Pathfinder with 3rd seat here too...I have a RF true fit on one side, infant bucket in a base center and a Radian on the other outboard. I could fit another true fit there is I needed...there is room

14 yr old (on monday..holy cow!) sits in the way back in just the belt.

My dh has a Versa and we got three radian across the back, two RF and one FF...but we also check to see if we could do it all FF and we could!


----------



## ChetMC (Aug 27, 2005)

We drive a 2004 VW Golf TDI. We have three Radians in the back... two forward facing and one rear facing.

We also drive my parents' Ford Focus when we visit.

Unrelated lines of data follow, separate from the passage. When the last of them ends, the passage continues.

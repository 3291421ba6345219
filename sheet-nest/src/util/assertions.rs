//Various checks to verify the correctness of nesting results
//Used in debug_assert!() blocks and tests

use crate::aggregate::Totals;
use crate::config::SheetConfig;
use crate::entities::{NestingResult, Sheet};
use crate::geometry::Rect;
use crate::util::FPA;
use itertools::Itertools;
use log::error;

/// Checks every invariant of a [`NestingResult`] produced with `config`.
pub fn result_is_valid(result: &NestingResult, config: &SheetConfig) -> bool {
    result.sheets.iter().enumerate().all(|(i, sheet)| {
        sheet.index == i
            && !sheet.placements.is_empty()
            && placements_within_margin(sheet, config)
            && placements_disjoint(sheet)
            && placements_spaced(sheet, config.spacing)
            && areas_consistent(sheet, config)
    }) && totals_consistent(result)
}

/// Every placement lies within `[margin, width - margin] x [margin, height - margin]`.
pub fn placements_within_margin(sheet: &Sheet, config: &SheetConfig) -> bool {
    let inner = Rect {
        x_min: config.margin,
        y_min: config.margin,
        x_max: config.sheet_width - config.margin,
        y_max: config.sheet_height - config.margin,
    };
    sheet.placements.iter().all(|p| {
        let inside = inner.almost_contains(&p.rect());
        if !inside {
            error!(
                "placement of {:?} at {:?} exceeds usable area {:?} on sheet {}",
                p.piece_source_id,
                p.rect(),
                inner,
                sheet.index
            );
        }
        inside
    })
}

/// No two placements on the sheet overlap.
pub fn placements_disjoint(sheet: &Sheet) -> bool {
    sheet
        .placements
        .iter()
        .tuple_combinations()
        .all(|(a, b)| {
            let overlap = a.rect().overlaps(&b.rect());
            if overlap {
                error!(
                    "placements {:?} and {:?} overlap on sheet {}",
                    a.rect(),
                    b.rect(),
                    sheet.index
                );
            }
            !overlap
        })
}

/// Every two placements on the sheet are at least `spacing` apart along at least one axis.
pub fn placements_spaced(sheet: &Sheet, spacing: f64) -> bool {
    sheet
        .placements
        .iter()
        .tuple_combinations()
        .all(|(a, b)| {
            let (dx, dy) = a.rect().gap_to(&b.rect());
            let spaced = FPA(dx) >= FPA(spacing) || FPA(dy) >= FPA(spacing);
            if !spaced {
                error!(
                    "placements {:?} and {:?} are closer than {spacing} on sheet {}",
                    a.rect(),
                    b.rect(),
                    sheet.index
                );
            }
            spaced
        })
}

/// The area bookkeeping of the sheet matches its placements and the configuration.
pub fn areas_consistent(sheet: &Sheet, config: &SheetConfig) -> bool {
    let used: f64 = sheet.placements.iter().map(|p| p.area()).sum();
    float_cmp::approx_eq!(f64, used, sheet.used_area, ulps = 8)
        && float_cmp::approx_eq!(f64, config.usable_area(), sheet.usable_area, ulps = 8)
        && FPA(sheet.used_area) <= FPA(sheet.usable_area)
}

/// The totals of the result match the sum over its sheets and the efficiency lies within [0, 1].
pub fn totals_consistent(result: &NestingResult) -> bool {
    let totals = Totals::of(&result.sheets);
    float_cmp::approx_eq!(f64, totals.efficiency(), result.total_efficiency, ulps = 8)
        && float_cmp::approx_eq!(f64, totals.wasted_area(), result.total_wasted_area, ulps = 8)
        && result.total_efficiency >= 0.0
        && FPA(result.total_efficiency) <= FPA(1.0)
        && result.total_wasted_area >= 0.0
        && result.unplaceable.iter().all_unique()
        && result.unplaceable.len() <= result.unplaced_piece_count
}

We've had two Radians forward facing and a Graco Euro infant seat in their car. The infant seat didn't have the base.

We prefer Britax seats to Radians, but not enough to buy a new vehicle.


----------



## apple_juice (Apr 17, 2008)

Quote:


Originally Posted by *ChetMC* 
We drive a 2004 VW Golf TDI. We have three Radians in the back... two forward facing and one rear facing.

We also drive my parents' Ford Focus when we visit. We've had two Radians forward facing and a Graco Euro infant seat in their car. The infant seat didn't have the base.

We prefer Britax seats to Radians, but not enough to buy a new vehicle.

3 across in a golf!? You guys rock!


----------



## SeekingSerenity (Aug 6, 2006)

I have a 2000 GMC Sierra x-cab. It has the rear suicide doors on both sides. I have to admit, though, that I have the baby-bucket base on the side instead of in the middle, with a high-back booster in the center and a carseat on the other side of the back seat. I didn't have a choice, I was physically unable to lift the baby up and over the side seats to snap it into the base when it was in the center. He weighs too much, and with my arthritis, I almost dropped him a couple of times before I asked my dad to rearrange the seats for me. I know it is not the safest, but I'm on my own getting them in and out of the truck and I just couldn't do it anymore.


----------



## Eman'smom (Mar 19, 2002)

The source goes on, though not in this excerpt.